Hey, it’s monthly real estate stats time, and Jennifer Bjorhus over at the Pioneer Press delivers the goods:
The metro area’s median sale price sank 12.5 percent last month from a year earlier, to $195,060, according to monthly numbers released Wednesday by area Realtor groups. That’s the lowest median sale price since May 2003.
More important, the area’s slide in home values has gained steam, with prices falling harder by the month. In January, values dropped nearly 9 percent year-over-year. In December, they fell 6 percent.
As we’ve said before, this will continue until the excess supply is absorbed (more on this from the most-excellent Calculated Risk) so take the wishful chatter, like the following about affordability and swinging pendulums and whatnot, with a large dose of salt. From the MAAR press release:
"It feels like the pendulum is finally starting to make the big swing," said Kevin Knudsen, MAAR President. "The price corrections we need are working alongside great inventory selection. And the recent FHA loan limit increase is going to have a dramatic and positive effect on buyers searching for secure financing."

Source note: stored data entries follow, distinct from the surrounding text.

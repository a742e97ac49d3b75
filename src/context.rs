use std::rc::Rc;

use crate::action::{GroundedTask, Problem};
use crate::add::Add;
use crate::bdd::Bdd;
use crate::error::{Error, Result};
use crate::predicate::PredicateTable;

/// Per-problem state shared by every component: both diagram managers and
/// the predicate table. Nothing in it changes meaning after construction.
#[derive(Debug)]
pub struct Context {
    bdd: Bdd,
    add: Add,
    predicates: PredicateTable,
}

/// Largest initial arena, as a power of two.
pub const MAX_STORAGE_BITS: usize = 31;

impl Context {
    pub fn new(predicates: PredicateTable, storage_bits: usize) -> Result<Rc<Self>> {
        if storage_bits > MAX_STORAGE_BITS {
            return Err(Error::StorageBits {
                bits: storage_bits,
                max: MAX_STORAGE_BITS,
            });
        }
        Ok(Rc::new(Self {
            bdd: Bdd::new(storage_bits),
            add: Add::new(storage_bits),
            predicates,
        }))
    }

    /// Interns the task's facts and grounds its operators.
    pub fn from_task(task: &GroundedTask, storage_bits: usize) -> Result<(Rc<Self>, Problem)> {
        let predicates = PredicateTable::new(&task.facts)?;
        let problem = Problem::ground(task, &predicates)?;
        Ok((Self::new(predicates, storage_bits)?, problem))
    }

    pub fn bdd(&self) -> &Bdd {
        &self.bdd
    }

    pub fn add(&self) -> &Add {
        &self.add
    }

    pub fn predicates(&self) -> &PredicateTable {
        &self.predicates
    }
}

Speaking of supply, and also from the press release:
…the number of homes for sale continues to post record levels despite a drop-off in new listing supply. At the end of February, there were 29,842 homes for sale, which amounts to 8.72 homes for each buyer expected during the upcoming month.
As you can see above, in addition the 8.72 homes per buyer, there’s nearly 10 months (9.7) of supply. Remember, annual supply is cyclical, and typically peaks in Sept/Oct then falls off to a holiday nadir in December. The fact the we are already nearly at last year’s peak suggests the pendulum has yet to start retracing its arc.